─── DATA TO PROCESS ───
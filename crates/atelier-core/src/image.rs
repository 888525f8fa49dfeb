use std::io::Cursor;

use bytes::Bytes;
use image::imageops::FilterType;
use image::{DynamicImage, ImageFormat};
use serde::{Deserialize, Serialize};

#[derive(Debug, Clone, thiserror::Error)]
#[error("image codec error: {0}")]
pub struct ImageCodecError(pub String);

/// A rendered image payload: PNG-encoded bytes plus pixel dimensions.
///
/// Kept encoded so it can move through channels and stores without
/// re-encoding; decode only at the points that actually touch pixels.
#[derive(Clone, Debug, Serialize, Deserialize)]
pub struct ImageData {
    #[serde(with = "png_bytes_serde")]
    png: Bytes,
    width: u32,
    height: u32,
}

impl ImageData {
    /// Wrap already-encoded PNG bytes, decoding once to learn dimensions.
    pub fn from_png_bytes(bytes: impl Into<Bytes>) -> Result<Self, ImageCodecError> {
        let png: Bytes = bytes.into();
        let img = image::load_from_memory_with_format(&png, ImageFormat::Png)
            .map_err(|e| ImageCodecError(e.to_string()))?;
        Ok(Self {
            width: img.width(),
            height: img.height(),
            png,
        })
    }

    /// Encode a decoded image as PNG.
    pub fn from_pixels(img: &DynamicImage) -> Result<Self, ImageCodecError> {
        let mut buf = Cursor::new(Vec::new());
        img.write_to(&mut buf, ImageFormat::Png)
            .map_err(|e| ImageCodecError(e.to_string()))?;
        Ok(Self {
            png: Bytes::from(buf.into_inner()),
            width: img.width(),
            height: img.height(),
        })
    }

    /// Solid-color image, used by the mock engine and tests.
    pub fn solid(width: u32, height: u32, rgb: [u8; 3]) -> Self {
        let img = image::RgbImage::from_pixel(width, height, image::Rgb(rgb));
        Self::from_pixels(&DynamicImage::ImageRgb8(img))
            .expect("PNG encode of an in-memory RGB buffer cannot fail")
    }

    pub fn png_bytes(&self) -> &Bytes {
        &self.png
    }

    pub fn width(&self) -> u32 {
        self.width
    }

    pub fn height(&self) -> u32 {
        self.height
    }

    pub fn decode(&self) -> Result<DynamicImage, ImageCodecError> {
        image::load_from_memory_with_format(&self.png, ImageFormat::Png)
            .map_err(|e| ImageCodecError(e.to_string()))
    }

    /// Lanczos resize to exact target dimensions. Returns self unchanged if
    /// the dimensions already match.
    pub fn resized(&self, width: u32, height: u32) -> Result<Self, ImageCodecError> {
        if self.width == width && self.height == height {
            return Ok(self.clone());
        }
        let img = self.decode()?.resize_exact(width, height, FilterType::Lanczos3);
        Self::from_pixels(&img)
    }

    /// Square centered-crop thumbnail, JPEG-encoded.
    pub fn thumbnail_jpeg(&self, size: u32) -> Result<Vec<u8>, ImageCodecError> {
        let img = self.decode()?;
        let min_dim = self.width.min(self.height);
        let left = (self.width - min_dim) / 2;
        let top = (self.height - min_dim) / 2;
        let thumb = img
            .crop_imm(left, top, min_dim, min_dim)
            .resize_exact(size, size, FilterType::Lanczos3);

        // JPEG has no alpha channel
        let rgb = DynamicImage::ImageRgb8(thumb.to_rgb8());
        let mut buf = Cursor::new(Vec::new());
        let encoder = image::codecs::jpeg::JpegEncoder::new_with_quality(&mut buf, 85);
        rgb.write_with_encoder(encoder)
            .map_err(|e| ImageCodecError(e.to_string()))?;
        Ok(buf.into_inner())
    }
}

mod png_bytes_serde {
    use bytes::Bytes;
    use serde::{Deserialize, Deserializer, Serializer};

    pub fn serialize<S: Serializer>(bytes: &Bytes, ser: S) -> Result<S::Ok, S::Error> {
        ser.serialize_bytes(bytes)
    }

    pub fn deserialize<'de, D: Deserializer<'de>>(de: D) -> Result<Bytes, D::Error> {
        let v: Vec<u8> = Vec::deserialize(de)?;
        Ok(Bytes::from(v))
    }
}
───
### REQUIREMENT:
Full repetition needed. Write out every entry above exactly as given.

### OUTPUT BELOW:
filename crates/atelier-core/src/image.rs
repository 888525f8fa49dfeb
use std::io::Cursor;

use bytes::Bytes;
use image::imageops::FilterType;
use image::{DynamicImage, ImageFormat};
use serde::{Deserialize, Serialize};

#[derive(Debug, Clone, thiserror::Error)]
#[error("image codec error: {0}")]
pub struct ImageCodecError(pub String);

/// A rendered image payload: PNG-encoded bytes plus pixel dimensions.
///
/// Kept encoded so it can move through channels and stores without
/// re-encoding; decode only at the points that actually touch pixels.
#[derive(Clone, Debug, Serialize, Deserialize)]
pub struct ImageData {
    #[serde(with = "png_bytes_serde")]
    png: Bytes,
    width: u32,
    height: u32,
}

impl ImageData {
    /// Wrap already-encoded PNG bytes, decoding once to learn dimensions.
    pub fn from_png_bytes(bytes: impl Into<Bytes>) -> Result<Self, ImageCodecError> {
        let png: Bytes = bytes.into();
        let img = image::load_from_memory_with_format(&png, ImageFormat::Png)
            .map_err(|e| ImageCodecError(e.to_string()))?;
        Ok(Self {
            width: img.width(),
            height: img.height(),
            png,
        })
    }

    /// Encode a decoded image as PNG.
    pub fn from_pixels(img: &DynamicImage) -> Result<Self, ImageCodecError> {
        let mut buf = Cursor::new(Vec::new());
        img.write_to(&mut buf, ImageFormat::Png)
            .map_err(|e| ImageCodecError(e.to_string()))?;
        Ok(Self {
            png: Bytes::from(buf.into_inner()),
            width: img.width(),
            height: img.height(),
        })
    }

    /// Solid-color image, used by the mock engine and tests.
    pub fn solid(width: u32, height: u32, rgb: [u8; 3]) -> Self {
        let img = image::RgbImage::from_pixel(width, height, image::Rgb(rgb));
        Self::from_pixels(&DynamicImage::ImageRgb8(img))
            .expect("PNG encode of an in-memory RGB buffer cannot fail")
    }

    pub fn png_bytes(&self) -> &Bytes {
        &self.png
    }

    pub fn width(&self) -> u32 {
        self.width
    }

    pub fn height(&self) -> u32 {
        self.height
    }

    pub fn decode(&self) -> Result<DynamicImage, ImageCodecError> {
        image::load_from_memory_with_format(&self.png, ImageFormat::Png)
            .map_err(|e| ImageCodecError(e.to_string()))
    }

    /// Lanczos resize to exact target dimensions. Returns self unchanged if
    /// the dimensions already match.
    pub fn resized(&self, width: u32, height: u32) -> Result<Self, ImageCodecError> {
        if self.width == width && self.height == height {
            return Ok(self.clone());
        }
        let img = self.decode()?.resize_exact(width, height, FilterType::Lanczos3);
        Self::from_pixels(&img)
    }

    /// Square centered-crop thumbnail, JPEG-encoded.
    pub fn thumbnail_jpeg(&self, size: u32) -> Result<Vec<u8>, ImageCodecError> {
        let img = self.decode()?;
        let min_dim = self.width.min(self.height);
        let left = (self.width - min_dim) / 2;
        let top = (self.height - min_dim) / 2;
        let thumb = img
            .crop_imm(left, top, min_dim, min_dim)
            .resize_exact(size, size, FilterType::Lanczos3);

        // JPEG has no alpha channel
        let rgb = DynamicImage::ImageRgb8(thumb.to_rgb8());
        let mut buf = Cursor::new(Vec::new());
        let encoder = image::codecs::jpeg::JpegEncoder::new_with_quality(&mut buf, 85);
        rgb.write_with_encoder(encoder)
            .map_err(|e| ImageCodecError(e.to_string()))?;
        Ok(buf.into_inner())
    }
}

mod png_bytes_serde {
    use bytes::Bytes;
    use serde::{Deserialize, Deserializer, Serializer};

    pub fn serialize<S: Serializer>(bytes: &Bytes, ser: S) -> Result<S::Ok, S::Error> {
        ser.serialize_bytes(bytes)
    }

    pub fn deserialize<'de, D: Deserializer<'de>>(de: D) -> Result<Bytes, D::Error> {
        let v: Vec<u8> = Vec::deserialize(de)?;
        Ok(Bytes::from(v))
    }
}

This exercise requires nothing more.